Posted by Neil Paine on March 10, 2010

In some sad news, former Dodger CF Willie Davis has passed away at the age of 69. Davis was an extremely underrated player throughout his career, because at the time people looked at his career .279 BA and thought the former highly-touted prospect (he had a career .349 BA in the minors and was an MLB regular by age 21) was a major disappointment. But this was before most people understood park effects in anything but an abstract sense, and Dodger Stadium during the 1960s -- one of the NL's most offense-starved eras -- was beyond brutal to play in as a hitter. We have a metric called "AIR" that measures the offensive context in which a player played; 100 is average, numbers above 100 mean he played in a situation that boosted offense relative to all-time standards, and vice-versa for numbers below 100... Davis' career AIR is 91, and during his 20s it ranged from 89 at its highest to a staggering 75 in 1968, the nadir of the post-deadball era for hitters. So yes, Davis hit .279 in his career... but in a situation where the league-average hitter would have only hit .256. Likewise, he was an above-average hitter 10 times by OPS+, maxing out at 134 in a 1969 season that was muted to just .311/.356/.456 because of park effects.

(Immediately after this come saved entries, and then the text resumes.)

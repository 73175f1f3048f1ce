//! Execution API
//!
//! The entry points callers use to run a schema. Parsing always runs the
//! checked pipelines. Converting runs the serialize direction trusted: the
//! value is expected to be an output of the schema already.

use std::borrow::Cow;

use futures::future::BoxFuture;
use serde::de::DeserializeOwned;

use crate::effect::{Direction, Mode};
use crate::error::{Error, ErrorCode, Operation, UsageError};
use crate::runtime::run_async;
use crate::schema::Schema;
use crate::value::Value;

/// Parse JSON text, failing the way a parse step fails.
pub(crate) fn decode_text(text: &str) -> Result<Value, Error> {
    Value::from_json_str(text).map_err(|error| Error::failed(Operation::Parsing, error.to_string()))
}

/// Convert a serialized value into a JSON document.
pub(crate) fn encode_json(schema: &Schema, value: &Value) -> Result<serde_json::Value, Error> {
    value.to_json().map_err(|not_json| {
        Error::new(
            Operation::Serializing,
            ErrorCode::InvalidJson(schema.name().to_string()),
        )
        .prepend_path(&not_json.path)
    })
}

fn reported<T>(result: Result<T, Error>) -> Result<T, Error> {
    if let Err(error) = &result {
        tracing::debug!(
            operation = %error.operation,
            path = %error.location(),
            code = error.code.as_str(),
            "schema run failed"
        );
    }
    result
}

impl Schema {
    fn ensure_sync(&self, direction: Direction) {
        if self.is_async_in(direction) {
            UsageError::UnexpectedAsync(self.name().to_string()).raise();
        }
    }

    fn run_sync<'v>(
        &self,
        direction: Direction,
        input: &'v Value,
        mode: Mode,
    ) -> Result<Cow<'v, Value>, Error> {
        self.ensure_sync(direction);
        reported(self.run(direction, input, mode, direction.operation()))
    }

    /// Validate `input` and produce the output value.
    ///
    /// # Panics
    ///
    /// When the schema has asynchronous parse steps.
    pub fn parse(&self, input: &Value) -> Result<Value, Error> {
        self.run_sync(Direction::Parse, input, Mode::Checked)
            .map(Cow::into_owned)
    }

    /// Like [`Schema::parse`], panicking with the rendered message on failure.
    pub fn parse_or_throw(&self, input: &Value) -> Value {
        self.parse(input).unwrap_or_else(|error| panic!("{error}"))
    }

    /// Parse, awaiting asynchronous steps one at a time.
    pub fn parse_async(&self, input: Value) -> BoxFuture<'_, Result<Value, Error>> {
        let run = run_async(
            self,
            Direction::Parse,
            Mode::Checked,
            Operation::Parsing,
            input,
        );
        Box::pin(async move { reported(run.await) })
    }

    /// Serialize an output value back to the input side.
    ///
    /// Type checks and refinements are skipped.
    ///
    /// # Panics
    ///
    /// When the schema has asynchronous serialize steps.
    pub fn convert(&self, value: &Value) -> Result<Value, Error> {
        self.run_sync(Direction::Serialize, value, Mode::Trusted)
            .map(Cow::into_owned)
    }

    /// Like [`Schema::convert`], panicking with the rendered message on failure.
    pub fn convert_or_throw(&self, value: &Value) -> Value {
        self.convert(value).unwrap_or_else(|error| panic!("{error}"))
    }

    /// Check that `input` parses, discarding the output.
    pub fn assert(&self, input: &Value) -> Result<(), Error> {
        self.run_sync(Direction::Parse, input, Mode::Checked)
            .map(|_| ())
    }

    /// Parse a JSON document.
    pub fn parse_json(&self, json: serde_json::Value) -> Result<Value, Error> {
        self.parse(&Value::from_json(json))
    }

    /// Parse JSON text. Malformed text fails with `OperationFailed`.
    pub fn parse_json_string(&self, text: &str) -> Result<Value, Error> {
        let input = reported(decode_text(text))?;
        self.parse(&input)
    }

    /// Serialize to a JSON document. Fails with `InvalidJson` when the
    /// serialized value has no JSON representation.
    pub fn convert_to_json(&self, value: &Value) -> Result<serde_json::Value, Error> {
        let converted = self.convert(value)?;
        reported(encode_json(self, &converted))
    }

    /// Serialize to JSON text.
    pub fn convert_to_json_string(&self, value: &Value) -> Result<String, Error> {
        self.convert_to_json(value).map(|json| json.to_string())
    }

    /// Parse, then deserialize the output into `T`.
    ///
    /// # Example
    /// ```rust
    /// use serde::Deserialize;
    /// use shape_rs::{Shape, Value, int, object, string};
    ///
    /// #[derive(Deserialize)]
    /// struct User {
    ///     name: String,
    ///     age: i32,
    /// }
    ///
    /// let schema = object(|s| {
    ///     Shape::object([
    ///         ("name", s.field("name", string())),
    ///         ("age", s.field("age", int())),
    ///     ])
    /// });
    /// let input = Value::from_json(serde_json::json!({"name": "Ada", "age": 36}));
    /// let user: User = schema.parse_into(&input).unwrap();
    /// assert_eq!(user.age, 36);
    /// ```
    pub fn parse_into<T: DeserializeOwned>(&self, input: &Value) -> Result<T, Error> {
        let output = self.parse(input)?;
        serde_json::to_value(&output)
            .and_then(serde_json::from_value)
            .map_err(|error| Error::failed(Operation::Parsing, error.to_string()))
    }
}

And then there's Davis' defense. He was more appreciated in this area, winning 3 NL Gold Gloves for his work in the outfield for Los Angeles, but that probably understates his career defensive impact -- I mean, look at his TotalZone ratings, especially in 1964, when he was 29 runs better than average in CF for L.A. His defense was a big reason why the Dodgers represented the NL in the World Series in 1963, '65, and probably '66 as well (although, admittedly, his TZ wasn't quite as good that season). Anyway, add it all up, and take a look at his career Wins Above Replacement stats (courtesy of Sean Smith):

Year Team Lg PA Bat ROE BSrun DP TZ IFDP OFarm catcher Pos RAR WAR
1960 LAN NL 92 2 2 -2 1 3 0 0 0 0 9 0.9
1961 LAN NL 371 -3 -2 1 1 11 0 2 0 0 23 2.3
1962 LAN NL 648 18 -2 8 2 11 0 3 0 0 62 6.3
1963 LAN NL 543 -6 1 1 0 4 0 5 0 0 24 2.3
1964 LAN NL 636 10 3 5 4 22 0 7 0 0 73 7.6
1965 LAN NL 579 -15 -1 2 2 14 0 2 0 0 24 2.3
1966 LAN NL 643 0 -2 2 2 3 0 -6 0 0 21 2.1
1967 LAN NL 601 -7 -2 6 3 -2 0 -4 0 0 14 1.4
1968 LAN NL 675 -3 -3 6 3 -7 0 0 0 0 19 1.9
1969 LAN NL 535 24 -2 4 2 -2 0 4 0 0 48 5.2
1970 LAN NL 623 8 -3 7 5 10 0 2 0 -2 45 4.5
1971 LAN NL 664 22 -3 3 1 4 0 2 0 -2 46 5.0
1972 LAN NL 643 10 4 3 2 12 0 1 0 -2 48 5.1
1973 LAN NL 633 7 -2 4 4 8 0 1 0 -2 38 4.0
1974 MON NL 641 5 0 7 3 3 0 -2 0 -2 33 3.4
1975 SLN NL 368 1 0 4 2 5 0 -2 0 -4 17 1.8
1975 TEX AL 174 -3 1 1 2 0 0 -4 0 -1 2 0.2
1976 SDN NL 514 -4 -1 4 2 5 0 -7 0 -2 13 1.3
1979 CAL AL 60 -2 0 -1 0 -1 0 -1 0 -1 -4 -0.4
Career 9643 64 -12 65 41 103 0 3 0 -18 555 57.2

Career-wise, Davis ranks 124th all-time among position players in WAR; that's 0.1 less than Hall of Fame Cubs OF Billy Williams, except Davis did it in about 700 fewer plate appearances. Yet Davis will never, ever make it into Cooperstown, largely because of a fundamental misunderstanding of park effects.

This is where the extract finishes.